1. Field of the Invention
The present invention relates to an image data processing system, and more particularly, to an image data processing system with an increased processing speed.
2. Description of the Prior Art
Image data processing systems are used in the presentation of an on screen display (OSD) on a display so that a user can adjust the height, width, luminosity, and position of the display.
Please refer to FIG. 1. FIG. 1 is a function block diagram of a prior art image data processing system 10. The image data processing system 10 comprises a processor 12, an image memory 14, an X-axis address code register 16, a Y-axis address code register 18, an image width code register 20, an image height code register 22, an address controller 26, a display controller 28, and a display 30.
In the image data processing system 10, the processor 12 will store the X-axis position of the first pixel of the on screen display into the X-axis address code register 16, the Y-axis position of the first pixel of the on screen display into the Y-axis address code register 18, the width of the on screen display into the image width code register 20, and the height of the on screen display into the image height code register 22. The processor 12 uses the address controller 26 to store 16-bit color codes for each pixel of the on screen display into the image memory 14. The address controller 26 stores each color code output from the processor 12 into a predetermined address of the image memory 14 according to the information from the X-axis address code register 16, the Y-axis address code register 18, the image width code register 20, and the image height code register 22.
A multiplexer 24 comprises two input ports 32, 34 and an output port 36. The two input ports 32, 34 are electrically connected to an output port 38 of the image memory 14 and an external image input port 40. The output port 36 of the multiplexer 24 is electrically connected to an input port 42 of the display 30. The external image input port 40 is used to input an external image so that the display 30 will display an image from an external device (not shown), and the display controller 28 can control the on screen display via the multiplexer 24 so that both the on screen display and the external image overlap when shown on the display 30.

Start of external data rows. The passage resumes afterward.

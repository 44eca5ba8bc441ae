//! Configuration management for condosync.
//!
//! This module handles loading configuration from the data directory.

mod paths;
mod settings;

pub use paths::{Paths, HOME_ENV};
pub use settings::{Config, RemoteConfig, SyncConfig};
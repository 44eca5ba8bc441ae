//! Queue and dead-letter inspection commands.

use colored::Colorize;
use serde_json::{json, Value};

use crate::cli::args::{DeadLetterCommands, OutputFormat, QueueCommands};
use crate::error::SyncError;
use crate::offline::OfflineQueue;
use crate::output::{format_dead_letters, format_queue, to_json};

use super::Environment;

/// Execute queue subcommands.
///
/// # Errors
///
/// Returns an error if the store cannot be read or written, the payload is
/// not a JSON object, or `remove` names an id that is not queued.
pub fn queue(
    env: &Environment,
    cmd: QueueCommands,
    format: OutputFormat,
) -> Result<String, SyncError> {
    let queue = env.open_queue()?;

    match cmd {
        QueueCommands::List => format_queue(&queue.get_queue()?, format),
        QueueCommands::Add {
            module,
            action,
            payload,
        } => add_entry(&queue, &module, &action, &payload, format),
        QueueCommands::Remove { id } => remove_entry(&queue, &id, format),
        QueueCommands::Clear => {
            let count = queue.len()?;
            queue.clear_queue()?;
            match format {
                OutputFormat::Json => to_json(&json!({ "cleared": count })),
                OutputFormat::Pretty => Ok(format!("{} Cleared {count} queued entries", "✓".green())),
            }
        }
    }
}

fn add_entry(
    queue: &OfflineQueue,
    module: &str,
    action: &str,
    payload: &str,
    format: OutputFormat,
) -> Result<String, SyncError> {
    let payload: Value = serde_json::from_str(payload)?;
    if !payload.is_object() {
        return Err(SyncError::Parse("Payload must be a JSON object".to_string()));
    }

    let entry = queue.enqueue(module, action, payload)?;
    let routable = entry.route().is_some();
    if !routable {
        tracing::warn!(label = %entry.label(), "No handler for this route, it will be dead-lettered on sync");
    }

    match format {
        OutputFormat::Json => to_json(&entry),
        OutputFormat::Pretty => {
            let mut line = format!(
                "{} Queued {} ({})",
                "✓".green(),
                entry.label().bold(),
                entry.id.dimmed()
            );
            if !routable {
                line.push_str(&format!("\n  {}", "no handler for this route".yellow()));
            }
            Ok(line)
        }
    }
}

fn remove_entry(queue: &OfflineQueue, id: &str, format: OutputFormat) -> Result<String, SyncError> {
    if !queue.get_queue()?.iter().any(|e| e.id == id) {
        return Err(SyncError::NotFound(format!("queued entry {id}")));
    }
    queue.remove_from_queue(id)?;

    match format {
        OutputFormat::Json => to_json(&json!({ "removed": id })),
        OutputFormat::Pretty => Ok(format!("{} Removed {}", "✓".green(), id.dimmed())),
    }
}

/// Execute dead-letter subcommands.
///
/// # Errors
///
/// Returns an error if the store cannot be read or written.
pub fn dead_letter(
    env: &Environment,
    cmd: DeadLetterCommands,
    format: OutputFormat,
) -> Result<String, SyncError> {
    let queue = env.open_queue()?;

    match cmd {
        DeadLetterCommands::List => format_dead_letters(&queue.dead_letters()?, format),
        DeadLetterCommands::Clear => {
            let count = queue.dead_letters()?.len();
            queue.clear_dead_letters()?;
            match format {
                OutputFormat::Json => to_json(&json!({ "cleared": count })),
                OutputFormat::Pretty => Ok(format!("{} Cleared {count} dead letters", "✓".green())),
            }
        }
    }
}

#[cfg(test)]
mod tests {
    use super::*;
    use crate::storage::MemoryKvStore;
    use std::sync::Arc;

    fn memory_queue() -> OfflineQueue {
        OfflineQueue::new(Arc::new(MemoryKvStore::new()))
    }

    #[test]
    fn test_add_entry_rejects_non_object() {
        let queue = memory_queue();

        let err = add_entry(&queue, "notices", "delete", "[1, 2]", OutputFormat::Pretty).unwrap_err();

        assert!(matches!(err, SyncError::Parse(_)));
        assert!(queue.is_empty().unwrap());
    }

    #[test]
    fn test_add_entry_keeps_unknown_route() {
        let queue = memory_queue();

        let output = add_entry(&queue, "reservas", "create", "{}", OutputFormat::Pretty).unwrap();

        assert!(output.contains("reservas:create"));
        assert!(output.contains("no handler"));
        assert_eq!(queue.len().unwrap(), 1);
    }

    #[test]
    fn test_remove_unknown_id_is_not_found() {
        let queue = memory_queue();
        queue.enqueue("notices", "delete", json!({"id": "n-1"})).unwrap();

        let err = remove_entry(&queue, "missing", OutputFormat::Pretty).unwrap_err();

        assert!(matches!(err, SyncError::NotFound(_)));
        assert_eq!(queue.len().unwrap(), 1);
    }
}
//! condosync - offline write queue for a building management backend
//!
//! Writes made while the backend is unreachable are persisted in a local
//! queue and replayed in insertion order when connectivity returns.

#![deny(unsafe_code)]
#![deny(clippy::unwrap_used)]
#![deny(clippy::expect_used)]
#![warn(clippy::pedantic)]
#![warn(clippy::nursery)]
#![allow(clippy::module_name_repetitions)]

pub mod cli;
pub mod config;
pub mod error;
pub mod offline;
pub mod output;
pub mod remote;
pub mod storage;
pub mod sync;

pub use cli::args::{Cli, Commands, OutputFormat};
pub use error::SyncError;
pub use offline::{OfflineQueue, PendingMutation};
pub use sync::{OfflineWriter, SyncCoordinator};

Please refer to FIG. 2. FIG. 2 is a layout map showing the relation between the display 30 and the image memory 14. A plurality of color codes is stored in the image memory 14, and these color codes can be thought of as arrayed in a matrix. The pixels of the display 30 are also arrayed as a matrix. The color codes in the image memory 14 map onto the pixels in the display 30. For example, the image memory 14 is a 16-megabit synchronous dynamic random access memory (16 M-bit SDRAM), and the display 30 has an SVGA resolution (800×600), as the shown in FIG. 2. Each horizontal line of the display 30 has 800 pixels, which maps to four rows in the SDRAM 14 as each row has 256 storage cells. For example, the (X, Y) coordinates (0, 0), (256, 0), (512, 0), (768, 0), (0, 1), and (256, 1) of the display 30 map to the SDRAM (Row, Col) addresses (0, 0), (1, 0), (2, 0), (3, 0), (4, 0), and (5, 0), respectively. Because the four rows of the synchronous dynamic random access memory 14 have a total of 1024 storage cells, the resolution of the display 30 can be raised to an XGA resolution of 1024×768.
Since the image data processing system 10 has only one kind of drawing mode, it will handle each pixel of the on screen display separately. The image data processing speed is thus very slow, and the image data is quite big.